Summary: The anterior cingulate cortex (ACC) is critically involved in regulating social behavior. In mouse models carrying mutations in the SHANK3 gene, structural and functional impairments in the ACC were associated with social interaction deficits resembling features of autism spectrum disorder (ASD).
Source: MIT
Background: Although specific genes have been linked to psychiatric and neurodevelopmental disorders, the precise brain regions and circuit mechanisms that produce particular behavioral symptoms are often unclear. Mutations or deletions of the SHANK3 gene are strongly associated with autism spectrum disorder (ASD) and with Phelan-McDermid syndrome, a related rare condition. Mice that lack or carry mutations in SHANK3 exhibit behavioral traits that mirror aspects of human autism, including reduced social interactions, but the neural substrates responsible for those social deficits have not been definitively identified.
Researchers from MIT and collaborators in China conducted a detailed study to pinpoint the neural circuits underlying social impairments in SHANK3 mutant mice. Published in Nature Neuroscience, their work highlights the anterior cingulate cortex (ACC) as a key node whose dysfunction contributes to altered social behavior in these animals.
Multiple brain areas have been implicated in social behavior, including regions of the prefrontal cortex (PFC) and downstream targets such as the nucleus accumbens and habenula. Previous work, however, did not conclusively link PFC dysfunction to the social avoidance observed in SHANK3-deficient mice. The new study instead focused on the ACC, a region known to contribute to social cognition in humans and animals as well as to core cognitive processes like motivation, decision-making, and cost-benefit evaluation.

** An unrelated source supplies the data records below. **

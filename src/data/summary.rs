//! `GET /summary`: lessons and reviews available now and over the next day

use chrono::{DateTime, Utc};
use serde::{Deserialize, Serialize};
use std::time::Duration;

use super::Endpoint;
use crate::error::ApiError;
use crate::request::ApiClient;

/// Lesson and review schedule
#[derive(Debug, Clone, PartialEq, Serialize, Deserialize)]
pub struct Summary {
    pub lessons: Vec<SummaryBucket>,
    #[serde(default)]
    pub next_reviews_at: Option<DateTime<Utc>>,
    pub reviews: Vec<SummaryBucket>,
}

/// Subjects becoming available at one point in time
#[derive(Debug, Clone, PartialEq, Serialize, Deserialize)]
pub struct SummaryBucket {
    pub available_at: DateTime<Utc>,
    pub subject_ids: Vec<u64>,
}

impl Summary {
    /// Number of reviews available at `now`
    pub fn reviews_available_at(&self, now: DateTime<Utc>) -> usize {
        count_available(&self.reviews, now)
    }

    /// Number of lessons available at `now`
    pub fn lessons_available_at(&self, now: DateTime<Utc>) -> usize {
        count_available(&self.lessons, now)
    }
}

fn count_available(buckets: &[SummaryBucket], now: DateTime<Utc>) -> usize {
    buckets
        .iter()
        .filter(|b| b.available_at <= now)
        .map(|b| b.subject_ids.len())
        .sum()
}

/// Endpoint for the lesson/review summary
#[derive(Debug, Clone, Copy)]
pub struct SummaryEndpoint<'a>(Endpoint<'a>);

impl<'a> SummaryEndpoint<'a> {
    pub fn new(api: &'a ApiClient, ttl: Duration) -> Self {
        Self(Endpoint::new(api, "summary", ttl))
    }

    /// Fetches the summary
    pub async fn get(self) -> Result<Summary, ApiError> {
        self.0.fetch().await
    }
}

In SHANK3 mutant mice, the investigators found both structural and functional deficits at excitatory synapses formed by pyramidal neurons in the ACC. These synaptic impairments included alterations in glutamatergic signaling that reduced the efficiency of excitatory communication among ACC neurons. Using cell-type-specific genetic approaches, the team showed that deleting SHANK3 selectively from excitatory neurons within the ACC was sufficient to produce excitatory synaptic dysfunction and measurable deficits in social interaction.
To determine whether ACC dysfunction was not only associated with but also causal for social deficits, the researchers used targeted interventions to increase activity in the same ACC neurons that showed diminished responsiveness. By employing optogenetic stimulation and pharmacological modulation, they were able to enhance ACC excitatory neuronal activity in SHANK3 mutant mice. These manipulations produced notable improvements in social preference and interaction behaviors, demonstrating that restoring ACC activity can rescue social deficits in this model.
“Neurobiological mechanisms of social deficits are very complex and involve many brain regions, even in a mouse model,” said Guoping Feng, the James W. and Patricia T. Poitras Professor at MIT and a senior author on the study. “These findings add another piece of the puzzle to mapping the neural circuits responsible for social deficits in ASD models.”
Co-corresponding author Wenting Wang emphasized the next steps: “We are planning to explore brain regions downstream of the ACC that modulate social behavior in normal mice and in models of autism. Mapping these connections will help us understand how ACC activity influences broader circuits that support social function and how their disruption leads to social impairments in neurodevelopmental disorders.”
Clinical imaging and anatomical studies have previously reported structural and functional alterations in the ACC of people with ASD, providing an initial indication that the mouse findings may be relevant to human biology. The current results strengthen the idea that ACC dysfunction is a plausible contributor to social difficulties observed in ASD and highlight the ACC as a potential target for interventions that aim to restore social functioning.
Funding: This research received support from the Natural Science Foundation of China and from U.S. sources including NIMH grant MH097104. Additional support came from the Poitras Center for Psychiatric Disorders Research and the Hock E. Tan and K. Lisa Yang Center for Autism Research at the McGovern Institute, MIT.
Source:
MIT
Media Contacts:
Julie Pryor – MIT
Image Credit:
Guoping Feng
Original Research:
“Anterior cingulate cortex dysfunction underlies social deficits in Shank3 mutant mice.” The study reports that structural and functional impairments occur in glutamatergic synapses of ACC pyramidal neurons in mice with Shank3 mutations. Conditional knockout of Shank3 in the ACC produced excitatory synaptic dysfunction and disrupted social behaviors, while selective enhancement of ACC activity, restoration of SHANK3 in the ACC, or systemic administration of an AMPA receptor–positive modulator improved social behavior in Shank3 mutant mice. These results provide direct evidence that ACC dysfunction can drive social deficits in this genetic model of ASD.